- **Task item**:
Each line holding the string "stage" is to be copied from the data.

(Collected data)
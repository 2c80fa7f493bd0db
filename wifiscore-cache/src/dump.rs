//! Administrative text dump of the cache contents.
#![forbid(unsafe_code)]

use std::fmt::{self, Write};

use wifiscore_core::{CacheKey, DumpAuthority, NO_SCORE, ScanResultSource, ScoreCurve};

use crate::{DumpError, ScoreCache};

const INDENT: &str = "  ";
const ENTRY_INDENT: &str = "    ";
const ABSENT: &str = "none";

impl<C> ScoreCache<C>
where
    C: ScoreCurve + Clone + fmt::Display,
{
    /// Render every stored curve and the score of each currently visible
    /// access point.
    ///
    /// The table is copied under the read lock first, so the dump never
    /// holds the lock while querying scan results or writing output.
    ///
    /// # Errors
    /// Returns [`DumpError::PermissionDenied`] when `authority` refuses the
    /// caller, [`DumpError::ScanSource`] when scan results are unavailable,
    /// and [`DumpError::Write`] when `out` rejects output.
    ///
    /// # Examples
    ///
    /// ```
    /// use wifiscore_cache::ScoreCache;
    /// use wifiscore_core::{
    ///     DumpAuthority, RssiCurve, ScanResult, ScanResultSource, ScanSourceError, ScoredNetwork,
    ///     WifiKey,
    /// };
    ///
    /// struct Admin;
    /// impl DumpAuthority for Admin {
    ///     fn permits_dump(&self) -> bool {
    ///         true
    ///     }
    /// }
    ///
    /// struct Nearby;
    /// impl ScanResultSource for Nearby {
    ///     fn scan_results(&self) -> Result<Vec<ScanResult>, ScanSourceError> {
    ///         Ok(vec![ScanResult::new("Cafe", None, -75)])
    ///     }
    /// }
    ///
    /// let cache: ScoreCache = ScoreCache::new();
    /// cache.upsert_all([ScoredNetwork::wifi(
    ///     WifiKey::new("Cafe", None),
    ///     Some(RssiCurve::new(-80, 10, vec![10, 20])?),
    /// )]);
    ///
    /// let mut out = String::new();
    /// cache.dump(&Admin, &Nearby, &mut out)?;
    /// assert!(out.contains("Cafe: RssiCurve[start=-80,width=10,buckets=10,20]"));
    /// assert!(out.contains("Cafe: 10"));
    /// # Ok::<(), Box<dyn std::error::Error>>(())
    /// ```
    pub fn dump<W>(
        &self,
        authority: &dyn DumpAuthority,
        scans: &dyn ScanResultSource,
        out: &mut W,
    ) -> Result<(), DumpError>
    where
        W: Write + ?Sized,
    {
        if !authority.permits_dump() {
            return Err(DumpError::PermissionDenied);
        }

        let entries = self.snapshot();
        let visible = scans.scan_results()?;

        writeln!(out, "NetworkScoreCache")?;
        writeln!(out, "{INDENT}All score curves:")?;
        for (key, curve) in &entries {
            match curve {
                Some(found) => writeln!(out, "{ENTRY_INDENT}{key}: {found}")?,
                None => writeln!(out, "{ENTRY_INDENT}{key}: {ABSENT}")?,
            }
        }

        writeln!(out, "{INDENT}Current network scores:")?;
        for scan in &visible {
            let score = self.peek_score(scan).unwrap_or(NO_SCORE);
            match CacheKey::for_scan(scan) {
                Some(key) => writeln!(out, "{ENTRY_INDENT}{key}: {score}")?,
                None => writeln!(out, "{ENTRY_INDENT}{ABSENT}: {score}")?,
            }
        }
        Ok(())
    }
}
//! Core domain types for the Wi-Fi network score cache.
//!
//! The crate defines the records pushed by a remote scoring authority
//! ([`ScoredNetwork`]), the observations produced by the scan subsystem
//! ([`ScanResult`]), the score curves that turn signal strength into a score
//! ([`ScoreCurve`], [`RssiCurve`]), and the single key-derivation rule
//! ([`CacheKey`]) shared by both input shapes. The traits in [`service`] are
//! the seams between the cache and its collaborators.

#![forbid(unsafe_code)]
#![cfg_attr(docsrs, feature(doc_cfg))]

pub mod curve;
pub mod key;
pub mod network;
pub mod scan;
pub mod service;
#[cfg(any(test, feature = "test-support"))]
#[cfg_attr(docsrs, doc(cfg(feature = "test-support")))]
pub mod test_support;

pub use curve::{RssiCurve, RssiCurveError, ScoreCurve};
pub use key::CacheKey;
pub use network::{NetworkKey, NetworkType, ScoredNetwork, WifiKey};
pub use scan::{ScanResult, ScanResultSource, ScanSourceError};
pub use service::{DumpAuthority, NO_SCORE, NetworkScoreSink, NetworkScoreSource};
#[cfg(any(test, feature = "test-support"))]
pub use test_support::{ConstantCurve, FixedScanSource, StaticAuthority};
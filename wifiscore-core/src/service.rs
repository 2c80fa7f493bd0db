//! Service surfaces handed to the cache's collaborators.
//!
//! The scoring authority only ever pushes or wipes scores, and
//! network-selection callers only ever ask for them. Each side gets its own
//! trait; one backing store may implement both.

use crate::{ScanResult, ScoredNetwork};

/// Value returned by [`NetworkScoreSource::get_network_score`] when no score
/// is available. Valid scores are never negative.
pub const NO_SCORE: i32 = -1;

/// Receiver for score pushes from the remote scoring authority.
///
/// # Examples
///
/// ```rust
/// use std::sync::Mutex;
/// use wifiscore_core::{NetworkScoreSink, ScoredNetwork};
///
/// #[derive(Default)]
/// struct Counting(Mutex<usize>);
///
/// impl NetworkScoreSink<()> for Counting {
///     fn update_scores(&self, networks: Option<Vec<ScoredNetwork<()>>>) {
///         if let Ok(mut seen) = self.0.lock() {
///             *seen += networks.map_or(0, |batch| batch.len());
///         }
///     }
///
///     fn clear_scores(&self) {}
/// }
///
/// let sink = Counting::default();
/// sink.update_scores(None);
/// sink.update_scores(Some(Vec::new()));
/// ```
pub trait NetworkScoreSink<C>: Send + Sync {
    /// Upsert every keyable record in `networks`.
    ///
    /// `None` is a no-op. Records without a usable identity are skipped
    /// individually; the rest of the batch still applies.
    fn update_scores(&self, networks: Option<Vec<ScoredNetwork<C>>>);

    /// Remove every stored score.
    fn clear_scores(&self);
}

/// Score lookups for callers ranking scan results.
pub trait NetworkScoreSource: Send + Sync {
    /// Return the score for `scan`, or [`NO_SCORE`] when none is known.
    fn get_network_score(&self, scan: &ScanResult) -> i32;
}

/// Access-control check guarding the diagnostic dump.
pub trait DumpAuthority {
    /// Report whether the current caller may read the cache contents.
    fn permits_dump(&self) -> bool;
}
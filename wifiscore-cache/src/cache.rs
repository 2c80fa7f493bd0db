//! The score table and its locking discipline.
#![forbid(unsafe_code)]

use std::collections::HashMap;
use std::sync::{PoisonError, RwLock, RwLockReadGuard, RwLockWriteGuard};

use log::{debug, warn};
use wifiscore_core::{
    CacheKey, NO_SCORE, NetworkScoreSink, NetworkScoreSource, RssiCurve, ScanResult, ScoreCurve,
    ScoredNetwork,
};

use crate::ScoreCacheConfig;
use crate::stats::{Counters, ScoreCacheStats};

type Table<C> = HashMap<CacheKey, ScoredNetwork<C>>;

/// Thread-safe map from network identity to the score curve supplied for it.
///
/// One reader/writer lock guards the whole table. Upserts from a batch and
/// full clears each happen under a single write acquisition, so readers see a
/// table either before or after any batch or clear, never part way through.
/// Keys are derived and skipped records are logged before the lock is taken.
///
/// The cache implements [`NetworkScoreSink`] for the scoring authority and
/// [`NetworkScoreSource`] for network-selection callers.
///
/// # Examples
///
/// ```
/// use wifiscore_cache::ScoreCache;
/// use wifiscore_core::{
///     NO_SCORE, NetworkScoreSink, NetworkScoreSource, RssiCurve, ScanResult, ScoredNetwork,
///     WifiKey,
/// };
///
/// let cache: ScoreCache = ScoreCache::new();
/// let curve = RssiCurve::new(-80, 10, vec![10, 20, 30])?;
/// cache.update_scores(Some(vec![ScoredNetwork::wifi(
///     WifiKey::new("Cafe", Some("aa:bb:cc:dd:ee:ff")),
///     Some(curve),
/// )]));
///
/// let scan = ScanResult::new("Cafe", Some("aa:bb:cc:dd:ee:ff"), -65);
/// assert_eq!(cache.get_network_score(&scan), 20);
///
/// cache.clear_scores();
/// assert_eq!(cache.get_network_score(&scan), NO_SCORE);
/// # Ok::<(), wifiscore_core::RssiCurveError>(())
/// ```
#[derive(Debug)]
pub struct ScoreCache<C = RssiCurve> {
    table: RwLock<Table<C>>,
    config: ScoreCacheConfig,
    counters: Counters,
}

impl<C: ScoreCurve> Default for ScoreCache<C> {
    fn default() -> Self {
        Self::with_config(ScoreCacheConfig::default())
    }
}

impl<C: ScoreCurve> ScoreCache<C> {
    /// Create an empty cache with default configuration.
    #[must_use]
    pub fn new() -> Self {
        Self::default()
    }

    /// Create an empty cache using `config`.
    #[must_use]
    pub fn with_config(config: ScoreCacheConfig) -> Self {
        Self {
            table: RwLock::new(HashMap::with_capacity(config.initial_capacity)),
            config,
            counters: Counters::default(),
        }
    }

    /// Upsert every keyable record, replacing earlier entries for the same
    /// key.
    ///
    /// Records without a usable Wi-Fi identity are skipped and logged; they
    /// never abort the batch. Later records in the same batch win over
    /// earlier ones.
    pub fn upsert_all<I>(&self, networks: I)
    where
        I: IntoIterator<Item = ScoredNetwork<C>>,
    {
        let mut keyed = Vec::new();
        let mut skipped = 0_usize;
        for network in networks {
            if let Some(key) = CacheKey::for_record(&network) {
                keyed.push((key, network));
            } else {
                skipped = skipped.saturating_add(1);
                warn!(
                    "Skipped score record without a usable Wi-Fi identity: network_key={:?}",
                    network.network_key
                );
            }
        }

        let applied = keyed.len();
        debug!("Updating network scores: applied={applied}, skipped={skipped}");
        if applied > 0 {
            let mut table = self.write_table();
            table.extend(keyed);
        }
        self.counters.record_batch(applied, skipped);
    }

    /// Remove every stored score in one step.
    pub fn clear(&self) {
        self.write_table().clear();
        self.counters.record_clear();
        debug!("Cleared network scores");
    }

    /// Return the score for `scan`, or `None` when the scan has no SSID, no
    /// entry matches, or the matching entry carries no curve.
    #[must_use]
    pub fn score_for(&self, scan: &ScanResult) -> Option<i32> {
        let key = CacheKey::for_scan(scan);
        let score = key.as_ref().and_then(|found| self.lookup(found, scan.level));
        self.counters.record_lookup(score.is_some());
        if self.config.log_lookups
            && let (Some(found), Some(value)) = (&key, score)
        {
            debug!(
                "Network score hit: key={found}, score={value}, rssi={}",
                scan.level
            );
        }
        score
    }

    /// Score `scan` without touching the lookup counters.
    pub(crate) fn peek_score(&self, scan: &ScanResult) -> Option<i32> {
        CacheKey::for_scan(scan).and_then(|key| self.lookup(&key, scan.level))
    }

    fn lookup(&self, key: &CacheKey, rssi: i32) -> Option<i32> {
        let table = self.read_table();
        let curve = table.get(key)?.rssi_curve.as_ref()?;
        Some(C::sanitise(curve.lookup_score(rssi)))
    }

    /// Copy every entry's key and curve, sorted by key.
    ///
    /// The copy is taken under one read acquisition, so it reflects a single
    /// consistent state of the table.
    #[must_use]
    pub fn snapshot(&self) -> Vec<(CacheKey, Option<C>)>
    where
        C: Clone,
    {
        let mut entries: Vec<_> = {
            let table = self.read_table();
            table
                .iter()
                .map(|(key, network)| (key.clone(), network.rssi_curve.clone()))
                .collect()
        };
        entries.sort_by(|left, right| left.0.cmp(&right.0));
        entries
    }

    /// Number of stored keys.
    #[must_use]
    pub fn len(&self) -> usize {
        self.read_table().len()
    }

    /// Report whether the cache holds no keys.
    #[must_use]
    pub fn is_empty(&self) -> bool {
        self.read_table().is_empty()
    }

    /// Current activity counters and table size.
    #[must_use]
    pub fn stats(&self) -> ScoreCacheStats {
        self.counters.snapshot(self.len())
    }

    /// Configuration the cache was built with.
    #[must_use]
    pub const fn config(&self) -> &ScoreCacheConfig {
        &self.config
    }

    // Every critical section is a single map call, so a poisoned guard still
    // holds a whole table.
    pub(crate) fn read_table(&self) -> RwLockReadGuard<'_, Table<C>> {
        self.table.read().unwrap_or_else(PoisonError::into_inner)
    }

    pub(crate) fn write_table(&self) -> RwLockWriteGuard<'_, Table<C>> {
        self.table.write().unwrap_or_else(PoisonError::into_inner)
    }
}

impl<C: ScoreCurve> NetworkScoreSink<C> for ScoreCache<C> {
    fn update_scores(&self, networks: Option<Vec<ScoredNetwork<C>>>) {
        let Some(batch) = networks else {
            return;
        };
        self.upsert_all(batch);
    }

    fn clear_scores(&self) {
        self.clear();
    }
}

impl<C: ScoreCurve> NetworkScoreSource for ScoreCache<C> {
    fn get_network_score(&self, scan: &ScanResult) -> i32 {
        self.score_for(scan).unwrap_or(NO_SCORE)
    }
}
//! `backup generate`: add a job stanza for a new trigger.
//!
//! The stanza is a starting point: a label, the selected markers and a
//! single `Package` stage pointing at a placeholder source path.  An existing
//! config file is appended to, never rewritten, and is left untouched when it
//! is invalid or already defines the trigger.

use std::path::Path;

use anyhow::{Context, Result, bail};
use console::style;
use tracing::info;

use crate::{
    cli::GenerateArgs,
    config::{parse_config, validate_trigger},
    paths::RunConfiguration,
};

const HEADER: &str = "\
# Backup job definitions.
#
# Run a job with:   backup perform --trigger <name>
# Placeholders:     {trigger} {timestamp} {data_dir} {tmp_dir} {log_dir} {package}
";

pub fn run(args: &GenerateArgs) -> Result<()> {
    let path = args
        .config_file
        .clone()
        .unwrap_or_else(|| RunConfiguration::default().config_source);

    let trigger = generate(&path, args)?;

    info!(trigger = %trigger, config = %path.display(), "job stanza written");
    println!(
        "  {}  added trigger '{}' to {}",
        style("✓").green().bold(),
        trigger,
        path.display()
    );
    Ok(())
}

/// Append the stanza for `args.trigger` to `path`, creating it if needed.
///
/// Returns the trigger name as written, with surrounding whitespace removed.
pub fn generate<'a>(path: &Path, args: &'a GenerateArgs) -> Result<&'a str> {
    let trigger = args.trigger.trim();
    validate_trigger(trigger).with_context(|| format!("invalid trigger name '{trigger}'"))?;

    let mut content = if path.exists() {
        let text = std::fs::read_to_string(path)
            .with_context(|| format!("reading {}", path.display()))?;
        let existing = parse_config(&text, path)?;
        if existing.jobs.iter().any(|j| j.trigger == trigger) {
            bail!(
                "trigger '{trigger}' already exists in {}; refusing to add it again",
                path.display()
            );
        }
        text
    } else {
        if let Some(parent) = path.parent().filter(|p| !p.as_os_str().is_empty()) {
            std::fs::create_dir_all(parent)
                .with_context(|| format!("mkdir -p {}", parent.display()))?;
        }
        HEADER.to_string()
    };

    if !content.is_empty() && !content.ends_with('\n') {
        content.push('\n');
    }
    content.push('\n');
    content.push_str(&stanza(trigger, args));

    std::fs::write(path, content).with_context(|| format!("writing {}", path.display()))?;
    Ok(trigger)
}

fn quoted(s: &str) -> String {
    toml::Value::String(s.to_string()).to_string()
}

fn stanza(trigger: &str, args: &GenerateArgs) -> String {
    let label = args.label.as_deref().unwrap_or(trigger);

    let mut out = String::from("[[job]]\n");
    out.push_str(&format!("trigger = {}\n", quoted(trigger)));
    out.push_str(&format!("label   = {}\n", quoted(label)));
    if let Some(c) = args.compress_with {
        out.push_str(&format!("compress_with = {}\n", quoted(c.name())));
    }
    if let Some(e) = args.encrypt_with {
        out.push_str(&format!("encrypt_with  = {}\n", quoted(e.program())));
    }
    out.push_str("sudo    = false\n");
    out.push_str(
        "\n[[job.stage]]\n\
         name    = \"Package\"\n\
         command = [\"tar\", \"-cf\", \"{tmp_dir}/{package}\", \"/path/to/back/up\"]\n",
    );
    out
}

// ─── Tests ────────────────────────────────────────────────────────────────────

- **Completed task**:
//! single `Package` stage pointing at a placeholder source path.  An existing
        "\n[[job.stage]]\n\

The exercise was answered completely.